E’ importante, affermano i giudici americani, ricercare la presenza di parametri di affidabilità che vengono espressamente elencati come segue :
• verificabilità del metodo;
• controllo mediante esperimenti o test di falsificazione;
• sottoposizione a peer review (traduzione: valutazione tra pari);
• pubblicazione in riviste specializzate;
• indicazione del tasso di errore accertato o potenziale che questo comporta;
• ed infine “accettazione” ( del metodo) da parte della comunità degli esperti.
In Italia, una sorta di correlato di tale sentenza, può essere considerata la sentenza Franzese (sent. della SS.UU. 10.07.2002, n. 30328), con la quale trova libero accesso nel processo penale il progresso scientifico, anche sottoforma di metodi “nuovi”, utilizzabili a condizione che il loro impiego venga temperato da esami che ne evitino l’abuso.
Tale sentenza approfondisce il problema della prova nel rapporto di causalità a proposito della responsabilità medica.
Sul punto è opportuno riportare la illuminante opinione del prof. Tonini : “L’importanza di questa sentenza sta nell’aver applicato il principio del contraddittorio alla prova scientifica. Il punto centrale si deve ravvisare proprio nell’affermazione che la ricostruzione scientifica, degna di accoglimento nel processo penale è quella che “ resiste all’urto del contraddittorio tra gli esperti”. (Paolo Tonini “ Dalla perizia prova neutra al contraddittorio sulla scienza” in Scienza e processo penale” a cura di C. Conti pag. 4).
Credo che non ci sia bisogno, sul punto, di aggiungere altro.
5. Conclusioni. Processo penale e psicologia giuridica, processo penale e scienze.
Se si accetta, nel processo penale, il contraddittorio sulla scienza, si deve accettare l’ingresso, teorico, nel processo penale di qualsiasi contributo la scienza possa fornire alla ricostruzione dei fatti per i quali è processo.
Atteso che il procedimento penale è un meccanismo procedurale idoneo a rielaborare, ai fini di un giudizio finale, accadimenti del passato, il Giudice, gli avvocati dell’accusa e della difesa possono, rispettando le regole di introduzione e ammissibilità della prova, introdurre nel thema decidendum quanto occorre per supportare la propria tesi, con la consapevolezza, però che tutto, anche la opinione scientifica più accreditata, deve essere sottoposta al vaglio del contraddittorio.
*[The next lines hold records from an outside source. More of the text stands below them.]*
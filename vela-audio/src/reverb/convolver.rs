//! Uniformly partitioned FFT convolution (overlap-save)
//!
//! The kernel is cut into `PARTITION_SIZE` blocks whose spectra are computed
//! once, when the impulse response is synthesized. At run time each input
//! block is transformed once, pushed into a frequency-domain delay line and
//! multiplied against every kernel partition. Output lags input by exactly
//! one partition.
//!
//! Input and kernel are real, so only bins `0..=FFT_SIZE/2` are stored and
//! accumulated; the upper half is mirrored before the inverse transform.

use rustfft::{num_complex::Complex, Fft, FftPlanner};
use std::sync::Arc;

use super::ImpulseResponse;

/// Block length in frames (also the added latency)
pub const PARTITION_SIZE: usize = 512;
const FFT_SIZE: usize = PARTITION_SIZE * 2;
const BINS: usize = FFT_SIZE / 2 + 1;

/// Pre-transformed kernel partitions for one channel
pub struct KernelSpectra {
    partitions: Vec<Vec<Complex<f32>>>,
}

impl KernelSpectra {
    pub fn new(ir: &[f32], planner: &mut FftPlanner<f32>) -> Self {
        let fft = planner.plan_fft_forward(FFT_SIZE);
        let mut scratch = vec![Complex::new(0.0, 0.0); fft.get_inplace_scratch_len()];
        let mut buffer = vec![Complex::new(0.0, 0.0); FFT_SIZE];

        let partitions = ir
            .chunks(PARTITION_SIZE)
            .map(|block| {
                buffer.fill(Complex::new(0.0, 0.0));
                for (slot, &sample) in buffer.iter_mut().zip(block) {
                    slot.re = sample;
                }
                fft.process_with_scratch(&mut buffer, &mut scratch);
                buffer[..BINS].to_vec()
            })
            .collect();

        Self { partitions }
    }

    /// Number of partitions
    pub fn len(&self) -> usize {
        self.partitions.len()
    }

    pub fn is_empty(&self) -> bool {
        self.partitions.is_empty()
    }
}

/// Per-channel run-time state
struct ChannelState {
    /// Previous block followed by the block being collected
    input: Vec<f32>,
    /// Ring of input spectra, newest at `fdl_pos`
    fdl: Vec<Vec<Complex<f32>>>,
    /// Output of the last completed block
    output: Vec<f32>,
}

impl ChannelState {
    fn new(max_partitions: usize) -> Self {
        Self {
            input: vec![0.0; FFT_SIZE],
            fdl: vec![vec![Complex::new(0.0, 0.0); BINS]; max_partitions.max(1)],
            output: vec![0.0; PARTITION_SIZE],
        }
    }

    fn clear(&mut self) {
        self.input.fill(0.0);
        self.output.fill(0.0);
        for spectrum in &mut self.fdl {
            spectrum.fill(Complex::new(0.0, 0.0));
        }
    }
}

/// Stereo partitioned convolver
pub struct Convolver {
    forward: Arc<dyn Fft<f32>>,
    inverse: Arc<dyn Fft<f32>>,
    impulse: Option<Arc<ImpulseResponse>>,
    channels: [ChannelState; 2],
    /// Frames collected into the current block
    block_pos: usize,
    fdl_pos: usize,
    work: Vec<Complex<f32>>,
    accum: Vec<Complex<f32>>,
    scratch: Vec<Complex<f32>>,
}

impl Convolver {
    /// Create a convolver whose delay line fits kernels of up to `max_ir_len` samples
    pub fn new(max_ir_len: usize) -> Self {
        let mut planner = FftPlanner::new();
        let forward = planner.plan_fft_forward(FFT_SIZE);
        let inverse = planner.plan_fft_inverse(FFT_SIZE);
        let scratch_len = forward
            .get_inplace_scratch_len()
            .max(inverse.get_inplace_scratch_len());
        let max_partitions = max_ir_len.div_ceil(PARTITION_SIZE);

        Self {
            forward,
            inverse,
            impulse: None,
            channels: [
                ChannelState::new(max_partitions),
                ChannelState::new(max_partitions),
            ],
            block_pos: 0,
            fdl_pos: 0,
            work: vec![Complex::new(0.0, 0.0); FFT_SIZE],
            accum: vec![Complex::new(0.0, 0.0); FFT_SIZE],
            scratch: vec![Complex::new(0.0, 0.0); scratch_len],
        }
    }

    /// Install a kernel; input history is kept so the new kernel picks up mid-stream
    pub fn set_impulse(&mut self, impulse: Arc<ImpulseResponse>) {
        let needed = impulse.spectra(0).len().max(1);
        for channel in &mut self.channels {
            if channel.fdl.len() < needed {
                // Only reached for kernels longer than the construction-time maximum
                channel.fdl.resize(needed, vec![Complex::new(0.0, 0.0); BINS]);
            }
        }
        self.impulse = Some(impulse);
    }

    pub fn impulse(&self) -> Option<&Arc<ImpulseResponse>> {
        self.impulse.as_ref()
    }

    /// Push one stereo frame, returning the frame delayed by one partition and convolved
    #[inline]
    pub fn process_frame(&mut self, left: f32, right: f32) -> (f32, f32) {
        let pos = self.block_pos;
        self.channels[0].input[PARTITION_SIZE + pos] = left;
        self.channels[1].input[PARTITION_SIZE + pos] = right;
        let out = (self.channels[0].output[pos], self.channels[1].output[pos]);

        self.block_pos += 1;
        if self.block_pos == PARTITION_SIZE {
            self.block_pos = 0;
            self.process_block();
        }
        out
    }

    fn process_block(&mut self) {
        let ring = self.channels[0].fdl.len();
        self.fdl_pos = (self.fdl_pos + 1) % ring;
        let norm = 1.0 / FFT_SIZE as f32;

        for (index, channel) in self.channels.iter_mut().enumerate() {
            // Transform the sliding window into the newest delay-line slot
            for (slot, &sample) in self.work.iter_mut().zip(&channel.input) {
                *slot = Complex::new(sample, 0.0);
            }
            self.forward
                .process_with_scratch(&mut self.work, &mut self.scratch);
            channel.fdl[self.fdl_pos].copy_from_slice(&self.work[..BINS]);

            // Slide the window for the next block
            channel.input.copy_within(PARTITION_SIZE.., 0);

            let Some(impulse) = &self.impulse else {
                channel.output.fill(0.0);
                continue;
            };

            let kernel = impulse.spectra(index);
            let half = &mut self.accum[..BINS];
            half.fill(Complex::new(0.0, 0.0));
            for (k, partition) in kernel.partitions.iter().enumerate().take(ring) {
                let spectrum = &channel.fdl[(self.fdl_pos + ring - k) % ring];
                for ((acc, x), h) in half.iter_mut().zip(spectrum).zip(partition) {
                    *acc += x * h;
                }
            }

            // Hermitian mirror for a real-valued result
            for bin in 1..FFT_SIZE / 2 {
                self.accum[FFT_SIZE - bin] = self.accum[bin].conj();
            }
            self.inverse
                .process_with_scratch(&mut self.accum, &mut self.scratch);

            for (out, value) in channel.output.iter_mut().zip(&self.accum[PARTITION_SIZE..]) {
                *out = value.re * norm;
            }
        }
    }

    /// Clear all signal history; the kernel stays installed
    pub fn reset(&mut self) {
        for channel in &mut self.channels {
            channel.clear();
        }
        self.block_pos = 0;
        self.fdl_pos = 0;
    }

    /// Drop the kernel and all buffers
    pub fn release(&mut self) {
        self.impulse = None;
        self.channels = [ChannelState::new(0), ChannelState::new(0)];
        self.block_pos = 0;
        self.fdl_pos = 0;
    }
}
In quest’ottica, anche e soprattutto perché si fanno strada nel nostro ordinamento processuale, e specificatamente in tema di valutazione della prova, i principi sopra enunciati, si può dedurre che, dopo lungo periodo di chiusura verso la psicologia giuridica e altre scienze primariamente non considerate capaci di apportare contributi alla ricostruzione del fatto oggetto del processo, sono finalmente percepibili, concreti passi in avanti nella realizzazione di quella commistione tra saperi diversi (giuridici, scientifici ed epistemologici), e quindi verso una c.d. conoscenza (a fini processuali) “integrata”.
Naturalmente, per gestire una materia così complessa e ricercare contributi degni di chiarire aspetti controversi dei temi processuali, gli operatori del diritto devono avere non solo una grande capacità di organizzare il pensiero e di coordinare le attività degli esperti, ma anche un apertura mentale tale da fargli rigettare qualsiasi forma di chiusura verso metodi nuovi o discipline para giuridiche ( come la psicologia) , che invece possono , se opportunamente utilizzate, essere determinanti per comprendere i fatti del passato, fornirne una spiegazione “logicamente plausibile” e attribuirgli una qualificazione giuridica quanto più verosimile possibile.